## [Task requirements]
Tell how many lines of the material below hold "Returns". The reply is that number alone.

◇ ◇ ◇ ◇

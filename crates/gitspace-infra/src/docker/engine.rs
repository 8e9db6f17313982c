//! Docker engine access.
//!
//! The provider only needs a handful of engine calls; they sit behind
//! [`DockerEngine`] so the provider can be exercised without a daemon.

use std::collections::HashMap;

use async_trait::async_trait;
use bollard::errors::Error as BollardError;
use bollard::models::VolumeCreateRequest;
use bollard::query_parameters::RemoveVolumeOptionsBuilder;
use bollard::{Docker, API_DEFAULT_VERSION};
use tracing::debug;

use crate::types::InstanceInfo;
use crate::{InfraError, Result};

/// Timeout for engine requests, in seconds.
const DOCKER_TIMEOUT_SECS: u64 = 120;

/// Engine operations the Docker provider relies on.
#[async_trait]
pub trait DockerEngine: Send + Sync {
    /// Identity of the engine host.
    ///
    /// # Errors
    ///
    /// Returns an error if the engine cannot be reached.
    async fn host_info(&self) -> Result<InstanceInfo>;

    /// Create a named volume. Creating an existing volume is not an error.
    ///
    /// # Errors
    ///
    /// Returns an error if the engine rejects the request.
    async fn create_volume(&self, name: &str, labels: HashMap<String, String>) -> Result<()>;

    /// Whether a named volume exists.
    ///
    /// # Errors
    ///
    /// Returns an error if the engine cannot be queried.
    async fn volume_exists(&self, name: &str) -> Result<bool>;

    /// Remove a named volume. Removing a missing volume is not an error.
    ///
    /// # Errors
    ///
    /// Returns an error if the engine rejects the request.
    async fn remove_volume(&self, name: &str) -> Result<()>;
}

fn is_not_found_error(error: &BollardError) -> bool {
    match error {
        BollardError::DockerResponseServerError { status_code, .. } => *status_code == 404,
        _ => false,
    }
}

/// [`DockerEngine`] backed by the bollard client.
pub struct BollardEngine {
    docker: Docker,
}

impl BollardEngine {
    /// Connect to the engine.
    ///
    /// With no socket path the client honours `DOCKER_HOST` and falls back to the
    /// platform default socket.
    ///
    /// # Errors
    ///
    /// Returns an error if the client cannot be constructed.
    pub fn connect(socket_path: Option<&str>) -> Result<Self> {
        let docker = match socket_path {
            Some(path) => Docker::connect_with_socket(path, DOCKER_TIMEOUT_SECS, API_DEFAULT_VERSION)?,
            None => Docker::connect_with_local_defaults()?,
        };
        Ok(Self { docker })
    }
}

#[async_trait]
impl DockerEngine for BollardEngine {
    async fn host_info(&self) -> Result<InstanceInfo> {
        let info = self.docker.info().await?;
        Ok(InstanceInfo {
            id: info.id,
            name: info.name,
            os: info.operating_system,
            arch: info.architecture,
            agent_tls_cert: None,
        })
    }

    async fn create_volume(&self, name: &str, labels: HashMap<String, String>) -> Result<()> {
        let options = VolumeCreateRequest {
            name: Some(name.to_string()),
            labels: Some(labels),
            ..Default::default()
        };
        self.docker.create_volume(options).await?;
        debug!(volume = %name, "Created docker volume");
        Ok(())
    }

    async fn volume_exists(&self, name: &str) -> Result<bool> {
        match self.docker.inspect_volume(name).await {
            Ok(_) => Ok(true),
            Err(e) if is_not_found_error(&e) => Ok(false),
            Err(e) => Err(InfraError::from(e)),
        }
    }

    async fn remove_volume(&self, name: &str) -> Result<()> {
        let options = RemoveVolumeOptionsBuilder::default().force(false).build();
        match self.docker.remove_volume(name, Some(options)).await {
            Ok(()) => {
                debug!(volume = %name, "Removed docker volume");
                Ok(())
            }
            Err(e) if is_not_found_error(&e) => Ok(()),
            Err(e) => Err(InfraError::from(e)),
        }
    }
}

/// In-memory engine for testing.
#[cfg(any(test, feature = "test-utils"))]
pub mod memory {
    use super::*;
    use parking_lot::Mutex;
    use std::collections::BTreeMap;

    /// A Docker engine that keeps volumes in a map.
    #[derive(Default)]
    pub struct MemoryDockerEngine {
        volumes: Mutex<BTreeMap<String, HashMap<String, String>>>,
        unreachable: Mutex<bool>,
    }

    impl MemoryDockerEngine {
        /// Create an empty engine.
        #[must_use]
        pub fn new() -> Self {
            Self::default()
        }

        /// Make every call fail as if the daemon were down.
        pub fn set_unreachable(&self, unreachable: bool) {
            *self.unreachable.lock() = unreachable;
        }

        /// Names of the volumes currently present.
        #[must_use]
        pub fn volume_names(&self) -> Vec<String> {
            self.volumes.lock().keys().cloned().collect()
        }

        /// Labels of a volume.
        #[must_use]
        pub fn volume_labels(&self, name: &str) -> Option<HashMap<String, String>> {
            self.volumes.lock().get(name).cloned()
        }

        fn check_reachable(&self) -> Result<()> {
            if *self.unreachable.lock() {
                return Err(InfraError::Docker("engine unreachable".to_string()));
            }
            Ok(())
        }
    }

    #[async_trait]
    impl DockerEngine for MemoryDockerEngine {
        async fn host_info(&self) -> Result<InstanceInfo> {
            self.check_reachable()?;
            Ok(InstanceInfo {
                id: Some("memory-engine".to_string()),
                name: Some("localhost".to_string()),
                os: Some("linux".to_string()),
                arch: Some("x86_64".to_string()),
                agent_tls_cert: None,
            })
        }

        async fn create_volume(&self, name: &str, labels: HashMap<String, String>) -> Result<()> {
            self.check_reachable()?;
            self.volumes
                .lock()
                .entry(name.to_string())
                .or_insert(labels);
            Ok(())
        }

        async fn volume_exists(&self, name: &str) -> Result<bool> {
            self.check_reachable()?;
            Ok(self.volumes.lock().contains_key(name))
        }

        async fn remove_volume(&self, name: &str) -> Result<()> {
            self.check_reachable()?;
            self.volumes.lock().remove(name);
            Ok(())
        }
    }
}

◇ ◇ ◇ ◇

## [Your solution]
5